▸ Problem description: Report each line from the data below that holds the word "source".
:: Study material ::
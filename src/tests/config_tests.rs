use std::fs;
use std::path::{Path, PathBuf};

use ratatui::style::{Color, Modifier};
use tempfile::TempDir;

use super::*;

fn home() -> TempDir {
    tempfile::tempdir().expect("temp home")
}

fn write(dir: &Path, name: &str, contents: &str) -> PathBuf {
    let path = dir.join(name);
    fs::write(&path, contents).expect("write config");
    path
}

#[test]
fn defaults_apply_without_a_config_file() {
    let home = home();
    let config = resolve(&ConsoleArgs::default(), Some(home.path())).expect("resolve");

    assert_eq!(
        config.transport,
        TransportSpec::Serial {
            device: PathBuf::from("/dev/ttyUSB1"),
            baud: 1_000_000,
        }
    );
    assert_eq!(config.input_window_height, 1);
    assert_eq!(config.scrollback_limit, Some(1000));
    assert_eq!(config.max_history, 500);
    assert_eq!(config.duplicate_policy, DuplicatePolicy::MoveToEnd);
    assert!(!config.show_timestamp);
    assert_eq!(config.logfile, Some(home.path().join("serial-split.log")));
    assert_eq!(config.debug_log, None);
    assert!(config.rules.is_empty());
    assert_eq!(config.source, None);
    assert_eq!(config.min_terminal_height(), 8);
}

#[test]
fn home_json_config_is_discovered_and_keeps_rule_order() {
    let home = home();
    write(
        home.path(),
        ".serial-split.json",
        r#"{
            "baud": 115200,
            "history_length": 0,
            "common_commands": ["help", "ls"],
            "color_patterns": {
                "zeta": { "pattern": "warn", "fg": "COLOR_YELLOW" },
                "alpha": { "pattern": "^E \\d+", "fg": "red", "bg": "black", "bold": true }
            }
        }"#,
    );

    let config = resolve(&ConsoleArgs::default(), Some(home.path())).expect("resolve");

    assert_eq!(
        config.source,
        Some(home.path().join(".serial-split.json"))
    );
    assert_eq!(config.scrollback_limit, None);
    let names = config
        .rules
        .iter()
        .map(|rule| rule.name.as_str())
        .collect::<Vec<&str>>();
    assert_eq!(names, vec!["zeta", "alpha"]);
    assert_eq!(config.rules[0].style.fg, Some(Color::Yellow));
    assert_eq!(config.rules[1].style.bg, Some(Color::Black));
    assert!(config.rules[1].style.add_modifier.contains(Modifier::BOLD));
    assert_eq!(config.history().to_vec(), vec!["help", "ls"]);
    assert_eq!(
        config.matcher().resolve_style("e 42 disk").fg,
        Some(Color::Red)
    );
}

#[test]
fn toml_config_is_parsed_by_extension() {
    let home = home();
    let path = write(
        home.path(),
        "console.toml",
        r#"
input_window_height = 3
history_duplicates = "keep_original"
show_timestamp = true
logfile = ""

[remote]
host = "bridge.local"

[color_patterns.panic]
pattern = "panic["
literal = true
fg = "lightred"
"#,
    );
    let args = ConsoleArgs {
        config: Some(path.clone()),
        ..ConsoleArgs::default()
    };

    let config = resolve(&args, Some(home.path())).expect("resolve");

    assert_eq!(
        config.transport,
        TransportSpec::Tcp {
            host: "bridge.local".to_owned(),
            port: 5001,
        }
    );
    assert_eq!(config.input_window_height, 3);
    assert_eq!(config.duplicate_policy, DuplicatePolicy::KeepOriginal);
    assert!(config.show_timestamp);
    assert_eq!(config.logfile, None);
    assert_eq!(config.source, Some(path));
    assert!(config.rules[0].matcher.is_match("kernel PANIC[0]"));
}

#[test]
fn command_line_values_win_over_the_file() {
    let home = home();
    write(
        home.path(),
        ".serial-split.json",
        r#"{ "device": "/dev/ttyACM0", "baud": 9600, "max_history": 20, "logfile": "~/from-file.log" }"#,
    );
    let args = ConsoleArgs {
        baud: Some(115_200),
        max_history: Some(7),
        logfile: Some("~/cli.log".to_owned()),
        debug_log: Some("~/debug.log".to_owned()),
        ..ConsoleArgs::default()
    };

    let config = resolve(&args, Some(home.path())).expect("resolve");

    assert_eq!(
        config.transport,
        TransportSpec::Serial {
            device: PathBuf::from("/dev/ttyACM0"),
            baud: 115_200,
        }
    );
    assert_eq!(config.max_history, 7);
    assert_eq!(config.logfile, Some(home.path().join("cli.log")));
    assert_eq!(config.debug_log, Some(home.path().join("debug.log")));
}

#[test]
fn explicit_serial_flags_override_a_remote_in_the_file() {
    let home = home();
    write(
        home.path(),
        ".serial-split.json",
        r#"{ "remote": { "host": "bridge.local", "port": 6000 } }"#,
    );
    let args = ConsoleArgs {
        device: Some("/dev/ttyUSB0".to_owned()),
        ..ConsoleArgs::default()
    };
    let config = resolve(&args, Some(home.path())).expect("resolve");
    assert!(matches!(config.transport, TransportSpec::Serial { .. }));

    let args = ConsoleArgs {
        port: Some(7000),
        ..ConsoleArgs::default()
    };
    let config = resolve(&args, Some(home.path())).expect("resolve");
    assert_eq!(
        config.transport,
        TransportSpec::Tcp {
            host: "bridge.local".to_owned(),
            port: 7000,
        }
    );
}

#[test]
fn null_remote_host_keeps_the_serial_link() {
    let home = home();
    write(
        home.path(),
        ".serial-split.json",
        r#"{ "remote": { "host": null, "port": 5001 } }"#,
    );
    let config = resolve(&ConsoleArgs::default(), Some(home.path())).expect("resolve");
    assert!(matches!(config.transport, TransportSpec::Serial { .. }));
}

#[test]
fn missing_explicit_config_is_an_error() {
    let home = home();
    let args = ConsoleArgs {
        config: Some(home.path().join("absent.json")),
        ..ConsoleArgs::default()
    };
    let err = resolve(&args, Some(home.path())).expect_err("missing config");
    assert!(matches!(err, ConfigError::Read { .. }));
    assert!(err.to_string().contains("absent.json"));
}

#[test]
fn unknown_keys_are_rejected() {
    let home = home();
    write(home.path(), ".serial-split.json", r#"{ "bauds": 9600 }"#);
    let err = resolve(&ConsoleArgs::default(), Some(home.path())).expect_err("unknown key");
    assert!(matches!(err, ConfigError::Parse { .. }));
    assert!(err.to_string().contains("bauds"));
}

#[test]
fn invalid_regex_names_the_rule() {
    let home = home();
    write(
        home.path(),
        ".serial-split.json",
        r#"{ "color_patterns": { "broken": { "pattern": "(unclosed", "fg": "red" } } }"#,
    );
    let err = resolve(&ConsoleArgs::default(), Some(home.path())).expect_err("bad regex");
    assert!(matches!(err, ConfigError::InvalidPattern { ref name, .. } if name == "broken"));
}

#[test]
fn unknown_color_names_the_rule_and_value() {
    let home = home();
    write(
        home.path(),
        ".serial-split.json",
        r#"{ "color_patterns": { "odd": { "pattern": "x", "fg": "COLOR_PUCE" } } }"#,
    );
    let err = resolve(&ConsoleArgs::default(), Some(home.path())).expect_err("bad color");
    assert_eq!(
        err.to_string(),
        "color pattern `odd` uses unknown color `COLOR_PUCE`"
    );
}

#[test]
fn zero_sizes_are_rejected() {
    let home = home();
    let args = ConsoleArgs {
        input_window_height: Some(0),
        ..ConsoleArgs::default()
    };
    let err = resolve(&args, Some(home.path())).expect_err("zero height");
    assert!(matches!(
        err,
        ConfigError::InvalidValue {
            field: "input_window_height",
            ..
        }
    ));

    let args = ConsoleArgs {
        max_history: Some(0),
        ..ConsoleArgs::default()
    };
    assert!(resolve(&args, Some(home.path())).is_err());
}

#[test]
fn settings_list_the_effective_values() {
    let home = home();
    let config = resolve(&ConsoleArgs::default(), Some(home.path())).expect("resolve");
    let settings = config.settings();
    assert_eq!(
        settings[0],
        (
            "transport".to_owned(),
            "Port: /dev/ttyUSB1 Speed: 1000000 bit/s".to_owned()
        )
    );
    assert!(settings
        .iter()
        .any(|(key, value)| key == "debug_log" && value == "<disabled>"));
}

#[test]
fn expand_home_only_touches_leading_tilde() {
    let home = Path::new("/home/op");
    assert_eq!(expand_home("~", Some(home)), PathBuf::from("/home/op"));
    assert_eq!(
        expand_home("~/logs/a.log", Some(home)),
        PathBuf::from("/home/op/logs/a.log")
    );
    assert_eq!(expand_home("/tmp/~x", Some(home)), PathBuf::from("/tmp/~x"));
    assert_eq!(expand_home("~/a", None), PathBuf::from("~/a"));
}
:::
▸ Response to the task:
    assert_eq!(config.source, None);
        config.source,
    assert_eq!(config.source, Some(path));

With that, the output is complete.